- Stator: Houses the stator core and windings. The stator core consists of many layers of laminated steel, which is used as a medium for developing magnetic fields. The windings consist of three sets of coils separated by 120 degrees electrical.
- Rotor: Also constructed of many layers of laminated steel. The rotor windings consist of bars of copper or aluminum alloy shorted, at either end, with shorting rings.
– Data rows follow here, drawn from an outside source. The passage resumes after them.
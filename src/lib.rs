//! balloon-avatar: procedural balloon avatars
//!
//! This crate turns a small persisted configuration into a layered vector
//! avatar: a balloon shape with a string, an interior pattern, an outer
//! decoration, accessories and a face. The same rendered frame can be
//! emitted as inline SVG, as the legacy `data:` URI payload, or as a bitmap.
//!
//! # Example
//!
//! ```
//! use balloon_avatar::{render_config, AvatarConfig, AvatarOwner, RenderOptions};
//!
//! let config = AvatarConfig::load_or_default(Some(r#"{"bodyType":"slim","outfit":"geek"}"#));
//! let owner = AvatarOwner::new("helena", None);
//!
//! let frame = render_config(&config, Some(&owner), &RenderOptions::default());
//! assert_eq!(frame.count_rule("oval"), 1);
//! assert!(frame.to_svg().contains(">he</text>"));
//! ```
//!
//! # Editing
//!
//! [`AvatarEditor`] keeps a working copy and writes it through an
//! [`AvatarStore`] only on save:
//!
//! ```
//! use balloon_avatar::{AvatarEditor, AvatarStore, MemoryStore, UserId, UserRecord};
//!
//! let mut store = MemoryStore::new().with_user(UserRecord::new(1, "helena"));
//!
//! let mut editor = AvatarEditor::load(&store, UserId(1)).unwrap();
//! editor.set_hair_style("curly");
//! editor.toggle_accessory("hat");
//! let record = editor.save(&mut store, UserId(1)).unwrap();
//!
//! assert_eq!(record.avatar().hair_style.as_str(), "curly");
//! ```

mod color;
mod config;
mod editor;
mod error;
mod gallery;
pub mod layer;
pub mod legacy;
mod markup;
mod motion;
mod projection;
mod raster;
mod render;
mod store;

#[cfg(feature = "wasm")]
mod wasm;

pub use color::{ColorContext, Theme, ThemedColors, adjust_color};
pub use config::{
    Accessory, AccessorySet, Animation, AvatarConfig, BodyType, DEFAULT_HAIR_COLOR,
    DEFAULT_SKIN_TONE, HairStyle, Outfit,
};
pub use editor::AvatarEditor;
pub use error::{AvatarError, AvatarResult, StoreError};
pub use gallery::{GalleryPreset, gallery, render_gallery};
pub use layer::{Element, Fragment, LayerKind, Paint};
pub use motion::{Animator, Ease, MotionProfile, MotionProperty, MotionSample, MotionTrack, Repeat};
pub use projection::{
    AvatarOwner, BalloonProps, DEFAULT_VETERAN_MARKER, Decoration, Expression, Pattern, Shape,
    SizeClass,
};
pub use raster::rasterize;
pub use render::{BalloonAvatar, Frame, LayerSummary, RenderOptions, render_config};
pub use store::{AvatarStore, MemoryStore, UserId, UserRecord};

/// Routes `tracing` output through the test harness so fallback warnings show
/// up next to the failing test.
#[cfg(test)]
pub(crate) fn init_test_tracing() {
    let _ = tracing_subscriber::fmt().with_test_writer().try_init();
}
//! Error types for the Zoekt client.

use std::time::Duration;

use thiserror::Error;

/// Errors returned by [`crate::ZoektClient`] and [`crate::BlockingZoektClient`].
///
/// The query parser, builder, template evaluator and offset adjuster never
/// fail; only the network layer and content decoding produce these.
#[derive(Debug, Error)]
pub enum ZoektError {
    /// The server could not be reached.
    #[error("Failed to connect to Zoekt server: {0}")]
    Connection(String),

    /// The request did not complete within the configured timeout.
    #[error("Request timed out after {} seconds", .0.as_secs_f64())]
    Timeout(Duration),

    /// The server answered with a non-success status.
    #[error("Zoekt API error ({status_code}): {message}")]
    Api { status_code: u16, message: String },

    /// The response body did not match the expected shape.
    #[error("Failed to parse response: {0}")]
    Parse(String),

    /// Match content was not valid base64.
    #[error("Invalid base64 content: {0}")]
    Decode(#[from] base64::DecodeError),

    /// Invalid client configuration.
    #[error("Invalid configuration: {0}")]
    Config(String),

    #[error("I/O error: {0}")]
    Io(#[from] std::io::Error),
}

impl ZoektError {
    /// Whether a retry could plausibly succeed.
    pub const fn is_retryable(&self) -> bool {
        matches!(self, ZoektError::Connection(_) | ZoektError::Timeout(_))
    }

    /// Classify a transport-level failure from reqwest.
    pub(crate) fn from_transport(err: reqwest::Error, timeout: Duration) -> Self {
        if err.is_timeout() {
            ZoektError::Timeout(timeout)
        } else if err.is_decode() {
            ZoektError::Parse(err.to_string())
        } else {
            ZoektError::Connection(err.to_string())
        }
    }
}

impl From<serde_json::Error> for ZoektError {
    fn from(err: serde_json::Error) -> Self {
        ZoektError::Parse(err.to_string())
    }
}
- Endshields: Support the bearings which center the rotor within the stator.
4. Operating Principles
The basic principle of operation is for a rotating magnetic field to act upon a rotor winding in order to develop mechanical torque. The stator windings of an induction motor are evenly distributed by 120 degrees electrical. As the three phase current enters the windings, it creates a rotating magnetic field within the air gap (the space between the rotor and stator laminations). The speed that the fields travel around the stator is known as synchronous speed (Ns). As the magnetic field revolves, it cuts the conductors of the rotor winding and generates a current within that winding. This creates a field which interacts with the air gap field producing a torque. Consequently, the motor starts rotating at a speed N <> Ns in the direction of the rotating field.
The speed of the rotating magnetic field can be determined as:
Ns = (120 * f) / p --- eq. 1
Where Ns is the synchronous speed, f is the line frequency, and p is the number of poles found as:
p = (# of groups of coils) / 3 --- eq. 2
The number of poles is normally expressed as an even number.
The actual output speed of the rotor is related to the synchronous speed via the slip, or percent slip:
s = (Ns - N) / Ns --- eq. 3
%s = s * 100 --- eq. 4
to be continued..........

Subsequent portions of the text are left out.